The condemnation comes barely two months after the Rastafarian community staged a protest to push government to lift its ban on students attending school wearing dreadlocks.

Female Muslim students in their hijabs during a meeting in Mzuzu

In a statement dated January 30 2019 signed by Muslim Association of Malawi (MAM) secretary general Twaibu Lawe, the community condemned the behaviour, describing it as a violation of human rights.

Reads the statement in part: “We demand that all school authorities should respect the Constitution and thus allow Muslim female students to put on hijab or dress Islamically in class or around the school.”

Speaking in an interview on Friday, MAM spokesperson Sheikh Dinala Chabulika said the conduct by some school authorities has led to school drop out among Muslim female students.

But Ministry of Education, Science and Technology (MoEST) Principal Secretary Justin Saidi, while acknowledging receipt of the complaint from the Muslim community, said he could not comment much as he was yet to go through the statement.

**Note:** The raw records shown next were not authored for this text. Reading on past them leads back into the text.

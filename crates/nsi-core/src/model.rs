use chrono::{DateTime, Utc};
use nsi_aura_codec::VlanRanges;
use serde::{Deserialize, Serialize};
use uuid::Uuid;

use crate::state::ConnectionState;

/// A directional port endpoint on a domain, derived from NML topology.
#[derive(Debug, Clone, Serialize, Deserialize)]
pub struct Stp {
    pub id: i64,
    pub stp_id: String,
    pub inbound_port: Option<String>,
    pub outbound_port: Option<String>,
    pub inbound_alias: Option<String>,
    pub outbound_alias: Option<String>,
    pub vlan_range: VlanRanges,
    pub description: Option<String>,
    pub active: bool,
}

/// A bidirectional inter-domain link realized by two STPs that mutually
/// alias each other.
#[derive(Debug, Clone, Serialize, Deserialize)]
pub struct Sdp {
    pub id: i64,
    pub stp_a_id: i64,
    pub stp_z_id: i64,
    pub vlan_range: VlanRanges,
    pub description: Option<String>,
    pub active: bool,
}

/// One cross-domain connection request and its complete NSI lifecycle.
#[derive(Debug, Clone, Serialize, Deserialize)]
pub struct Reservation {
    pub id: i64,
    pub connection_id: Option<Uuid>,
    pub global_reservation_id: Uuid,
    pub correlation_id: Uuid,
    pub description: String,
    pub start_time: Option<DateTime<Utc>>,
    pub end_time: Option<DateTime<Utc>>,
    pub source_stp_id: i64,
    pub dest_stp_id: i64,
    pub source_vlan: u16,
    pub dest_vlan: u16,
    pub bandwidth: u32,
    pub sdp_ids: Vec<i64>,
    pub state: ConnectionState,
}

impl Reservation {
    /// Whether this reservation currently counts against the free-VLAN set
    /// of the STPs it touches.
    pub fn holds_resources(&self) -> bool {
        self.state.holds_resources()
    }
}

/// Append-only, human-readable event record streamed to the GUI.
#[derive(Debug, Clone, Serialize, Deserialize)]
pub struct LogEntry {
    pub id: i64,
    pub reservation_id: i64,
    pub timestamp: DateTime<Utc>,
    pub message: String,
    pub module: Option<String>,
    pub function: Option<String>,
    pub line: Option<u32>,
}

/// `stp.vlanRange - (union of sourceVlan over active reservations using it
/// as source) - (union of destVlan over active reservations using it as
/// dest)`, per the free-VLAN computation.
pub fn free_vlans(
    stp_vlan_range: &VlanRanges,
    reservations_using_as_source: impl Iterator<Item = u16>,
    reservations_using_as_dest: impl Iterator<Item = u16>,
) -> nsi_aura_codec::Result<VlanRanges> {
    let used_source = VlanRanges::from_members(reservations_using_as_source)?;
    let used_dest = VlanRanges::from_members(reservations_using_as_dest)?;
    Ok(stp_vlan_range
        .difference(&used_source)
        .difference(&used_dest))
}

#[cfg(test)]
mod tests {
    use super::*;
    use std::str::FromStr;

    fn reservation(state: ConnectionState, source_vlan: u16, source_stp: i64) -> Reservation {
        Reservation {
            id: 1,
            connection_id: None,
            global_reservation_id: Uuid::nil(),
            correlation_id: Uuid::nil(),
            description: "test".to_string(),
            start_time: None,
            end_time: None,
            source_stp_id: source_stp,
            dest_stp_id: 2,
            source_vlan,
            dest_vlan: 200,
            bandwidth: 1000,
            sdp_ids: Vec::new(),
            state,
        }
    }

    #[test]
    fn free_vlans_excludes_only_active_reservations() {
        let stp_range = VlanRanges::from_str("100-200").unwrap();
        let active = reservation(ConnectionState::Active, 100, 1);
        let failed = reservation(ConnectionState::ReserveFailed, 101, 1);

        let reservations = [active, failed];
        let used_source = reservations
            .iter()
            .filter(|r| r.holds_resources() && r.source_stp_id == 1)
            .map(|r| r.source_vlan);

        let free = free_vlans(&stp_range, used_source, std::iter::empty()).unwrap();
        assert!(!free.contains(100));
        assert!(free.contains(101));
        assert!(free.contains(200));
    }
}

Commenting on the issue, Civil Society Education Coalition (Csec) executive director Benedicto Kondowe said government should treat the issue with the seriousness it deserves as it is a matter of human rights.

On November 21 2019, Rastafarians staged a protest in Blantyre as they intensified their push for the government to lift its ban on students attending school wearing dreadlocks.

To the Rastas, dreadlocks are a fundamental tenet of their beliefs and, therefore, should be exempt from any policy.

The Rastafarians have for a decade tried to have  the unofficial ban on dreadlocks lifted.